Nicolas Richoux

Nicolas Richoux a soutenu une thèse intitulée :
Recherches sur la poliorcétique sous le Haut Empire, d’Auguste à Sévère Alexandre (31 avant J-C - 235 après J-C),
le 27 mai 2016, sous la direction de Michèle Michèle Coltelloni-Trannoy.

Résumé

La poliorcétique romaine connut apogée et suprématie sous le Haut Empire, dans un monde antique urbanisé où les guerres ne cessèrent jamais. Elle est bien davantage que le simple art de faire le siège d’une ville ou d’une place forte.
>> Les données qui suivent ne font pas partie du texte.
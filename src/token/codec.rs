use crate::error::{LtpaError, Result};
use crate::secret::SecretKey;
use crate::token::{RawTokenContent, TokenInput};
use base64::{engine::general_purpose::STANDARD, Engine};
use cipher::{Decrypt, Encrypt, Sign, Verify};
use sha1::{Digest, Sha1};

pub const PART_SEP: char = '%';

fn split_parts(plaintext: Vec<u8>) -> Result<RawTokenContent> {
    let plaintext = String::from_utf8(plaintext)
        .map_err(|_| LtpaError::MalformedToken("token content is not UTF-8".to_string()))?;

    let parts = plaintext.split(PART_SEP).collect::<Vec<_>>();
    match parts.as_slice() {
        [body, expires, signature]
            if !body.is_empty() && !expires.is_empty() && !signature.is_empty() =>
        {
            Ok(RawTokenContent {
                body: body.to_string(),
                expires: expires.to_string(),
                signature: signature.to_string(),
            })
        }
        [_, _, _] => Err(LtpaError::MalformedToken(
            "empty body, expiry or signature".to_string(),
        )),
        _ => Err(LtpaError::MalformedToken(format!(
            "expected 3 `{PART_SEP}` separated parts, got {}",
            parts.len()
        ))),
    }
}

/// `LtpaToken`, 3-key-DES in ECB mode. The signature is returned as is, it is never checked.
pub fn decode_v1(token: &str, secret: &SecretKey) -> Result<RawTokenContent> {
    let ciphertext = STANDARD.decode(token.trim())?;
    let mut plaintext = Vec::with_capacity(ciphertext.len());
    secret
        .tdes_ecb()?
        .decrypt(ciphertext.as_slice(), &mut plaintext)?;

    log::trace!("LtpaToken decrypted, {} bytes", plaintext.len());
    split_parts(plaintext)
}

/// `LtpaToken2`, AES-128-CBC with the secret's first 16 bytes as both key and IV.
pub fn decode_v2(token: &str, secret: &SecretKey) -> Result<RawTokenContent> {
    let ciphertext = STANDARD.decode(token.trim())?;
    let mut plaintext = Vec::with_capacity(ciphertext.len());
    secret
        .aes_cbc()?
        .decrypt(ciphertext.as_slice(), &mut plaintext)?;

    log::trace!("LtpaToken2 decrypted, {} bytes", plaintext.len());
    split_parts(plaintext)
}

/// `base64(sha1WithRSA(sha1(body)))`, the RSA signature covers the 20 bytes digest of the body, not the body.
fn sign_body<S: Sign>(body: &str, signer: &S) -> Result<String> {
    let digest = Sha1::digest(body.as_bytes());
    let mut signature = Vec::with_capacity(256);
    signer.sign(digest.as_slice(), &mut signature)?;
    Ok(STANDARD.encode(signature))
}

/// Issues an `LtpaToken2`: `base64(AES-128-CBC(body % expires % signature))`.
pub fn encode_v2<S: Sign>(content: &TokenInput, signer: &S, secret: &SecretKey) -> Result<String> {
    let body = content.body_string();
    let expires = content.expires.as_str();

    if body.is_empty() || expires.is_empty() {
        return Err(LtpaError::InvalidArgument(
            "token body and expiry must not be empty".to_string(),
        ));
    }
    if body.contains(PART_SEP) || expires.contains(PART_SEP) {
        return Err(LtpaError::InvalidArgument(format!(
            "token body and expiry must not contain `{PART_SEP}`"
        )));
    }

    let signature = sign_body(body.as_str(), signer)?;
    let plaintext = format!("{body}{PART_SEP}{expires}{PART_SEP}{signature}");

    let mut ciphertext = Vec::with_capacity(plaintext.len() + 16);
    secret
        .aes_cbc()?
        .encrypt(plaintext.as_bytes(), &mut ciphertext)?;

    log::debug!("LtpaToken2 issued, expires {expires}");
    Ok(STANDARD.encode(ciphertext))
}

/// Checks a decoded v2 signature with the public half of the signing key.
pub fn verify_v2_signature<V: Verify>(content: &RawTokenContent, verifier: &V) -> Result<()> {
    let signature = STANDARD
        .decode(content.signature.as_str())
        .map_err(|e| LtpaError::Signature(format!("signature is not base64, {e}")))?;
    let digest = Sha1::digest(content.body.as_bytes());
    verifier.verify(digest.as_slice(), signature.as_slice())?;
    Ok(())
}

#[cfg(test)]
mod tests {
    use super::{decode_v1, decode_v2, encode_v2, split_parts, verify_v2_signature};
    use crate::error::LtpaError;
    use crate::secret::SecretKey;
    use crate::token::TokenInput;
    use base64::{engine::general_purpose::STANDARD, Engine};
    use cipher::rsa::{PKCS1Sign, RsaPrivateKey};
    use cipher::Encrypt;
    use std::sync::OnceLock;

    fn signer() -> &'static PKCS1Sign {
        static SIGNER: OnceLock<PKCS1Sign> = OnceLock::new();
        SIGNER.get_or_init(|| {
            PKCS1Sign::new(RsaPrivateKey::new(&mut rand::thread_rng(), 1024).unwrap())
        })
    }

    fn secret() -> SecretKey {
        SecretKey::from_bytes((0u8..24).collect::<Vec<_>>().as_slice()).unwrap()
    }

    #[test]
    fn three_parts() {
        let c = split_parts(b"expire:1$u:x%1%sig".to_vec()).unwrap();
        assert_eq!(c.body, "expire:1$u:x");
        assert_eq!(c.expires, "1");
        assert_eq!(c.signature, "sig");

        for bad in [
            &b"expire:1$u:x%1"[..],
            b"a%b%c%d",
            b"a%%c",
            b"no separator",
            b"\xff%1%2",
        ] {
            assert!(
                matches!(split_parts(bad.to_vec()), Err(LtpaError::MalformedToken(_))),
                "{}",
                String::from_utf8_lossy(bad)
            );
        }
    }

    #[test]
    fn v2_known_ciphertext() {
        // AES-128-CBC, key = iv = 00..0f
        let token = STANDARD.encode([
            0x5f, 0xf9, 0xf7, 0x18, 0x57, 0x23, 0xf1, 0x40, 0x65, 0xc9, 0x4e, 0xde, 0x54, 0x46,
            0x20, 0xe2, 0x3b, 0x11, 0xa8, 0x0e, 0x91, 0x66, 0x61, 0x18, 0x98, 0x5b, 0x2d, 0x60,
            0xfb, 0x0f, 0xbf, 0x91,
        ]);
        let c = decode_v2(token.as_str(), &secret()).unwrap();
        assert_eq!(c.body, "expire:1$u:x");
        assert_eq!(c.expires, "1");
        assert_eq!(c.signature, "sig");
    }

    #[test]
    fn v1_decode() {
        let key = secret();
        let mut buf = vec![];
        key.tdes_ecb()
            .unwrap()
            .encrypt(b"expire:42$u:user\\:host/CN=someone%42%c2lnbmF0dXJl", &mut buf)
            .unwrap();

        let c = decode_v1(STANDARD.encode(buf).as_str(), &key).unwrap();
        assert_eq!(c.body, "expire:42$u:user\\:host/CN=someone");
        assert_eq!(c.expires, "42");
        assert_eq!(c.signature, "c2lnbmF0dXJl");
    }

    #[test]
    fn variant_mismatch() {
        let token = encode_v2(&TokenInput::for_user("nobody", "1"), signer(), &secret()).unwrap();
        assert!(decode_v1(token.as_str(), &secret()).is_err());
    }

    #[test]
    fn v2_round_trip() {
        let input = TokenInput::for_user(r"user\:host\:389/CN=Someone", "1522965060000");
        let token = encode_v2(&input, signer(), &secret()).unwrap();

        let c = decode_v2(token.as_str(), &secret()).unwrap();
        assert_eq!(c.body, r"expire:1522965060000$u:user\:host\:389/CN=Someone");
        assert_eq!(c.expires, "1522965060000");
        verify_v2_signature(&c, &signer().verify_key()).unwrap();

        // deterministic: same input, same key and IV, same signature
        assert_eq!(token, encode_v2(&input, signer(), &secret()).unwrap());
    }

    #[test]
    fn raw_body_used_verbatim() {
        let input = TokenInput::raw("u:anyone$type:SOAP", "7");
        let token = encode_v2(&input, signer(), &secret()).unwrap();
        let c = decode_v2(token.as_str(), &secret()).unwrap();
        assert_eq!(c.body, "u:anyone$type:SOAP");
        assert_eq!(c.expires, "7");
    }

    #[test]
    fn tampered_signature() {
        let token = encode_v2(&TokenInput::for_user("a", "1"), signer(), &secret()).unwrap();
        let mut c = decode_v2(token.as_str(), &secret()).unwrap();
        c.body = "expire:1$u:b".to_string();
        assert!(matches!(
            verify_v2_signature(&c, &signer().verify_key()),
            Err(LtpaError::Signature(_))
        ));

        c.signature = "%%%".to_string();
        assert!(matches!(
            verify_v2_signature(&c, &signer().verify_key()),
            Err(LtpaError::Signature(_))
        ));
    }

    #[test]
    fn reject_separator_in_input() {
        for input in [
            TokenInput::raw("a%b", "1"),
            TokenInput::raw("a", "1%2"),
            TokenInput::raw("", "1"),
            TokenInput::for_user("x", ""),
        ] {
            assert!(matches!(
                encode_v2(&input, signer(), &secret()),
                Err(LtpaError::InvalidArgument(_))
            ));
        }
    }

    #[test]
    fn not_base64() {
        assert!(matches!(
            decode_v2("@@@", &secret()),
            Err(LtpaError::Decryption(_))
        ));
    }
}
Elle comprend tous les modes d’action, violents ou non. La guerre de siège et la défense en font également partie. Pragmatique, le général romain cherchait la conquête au moindre coût et n’utilisait la violence qu’en dernier lieu. L’assaut dans la foulée, très pratiqué, était d’une efficacité redoutable. Il évitait les désagréments d’un siège incertain, techniquement complexe, demandant une logistique considérable, dévoreur d’hommes, de temps et d’argent. Pour toutes ces raisons, le siège en règle était finalement assez peu fréquent. Une fois entrepris, il pouvait requérir, mais sans doute moins souvent qu’on ne le pense, des travaux lourds et complexes, exigeant de l’armée une division du travail poussée. Au combat, la complémentarité et l’efficacité du couple légion/auxiliaires n’a pas été assez soulignée, de même que l’importance du combat interarmes, incluant l’utilisation systématique des appuis, artillerie, archers et parfois frondeurs. L’assaut final semble avoir été assez rare et les dénouements alternatifs fréquents. Le traitement des vaincus dépendait de leur opiniâtreté. Sans pitié pour ceux qui leur résistaient, les Romains étaient assez pragmatiques pour les autres, en fonction des buts recherchés. Enfin, la prise d’une ville, était génératrice de richesses. Elle renforçait la légitimité impériale et le butin, matériel et humain, était un complément non négligeable pour le chef et le soldat.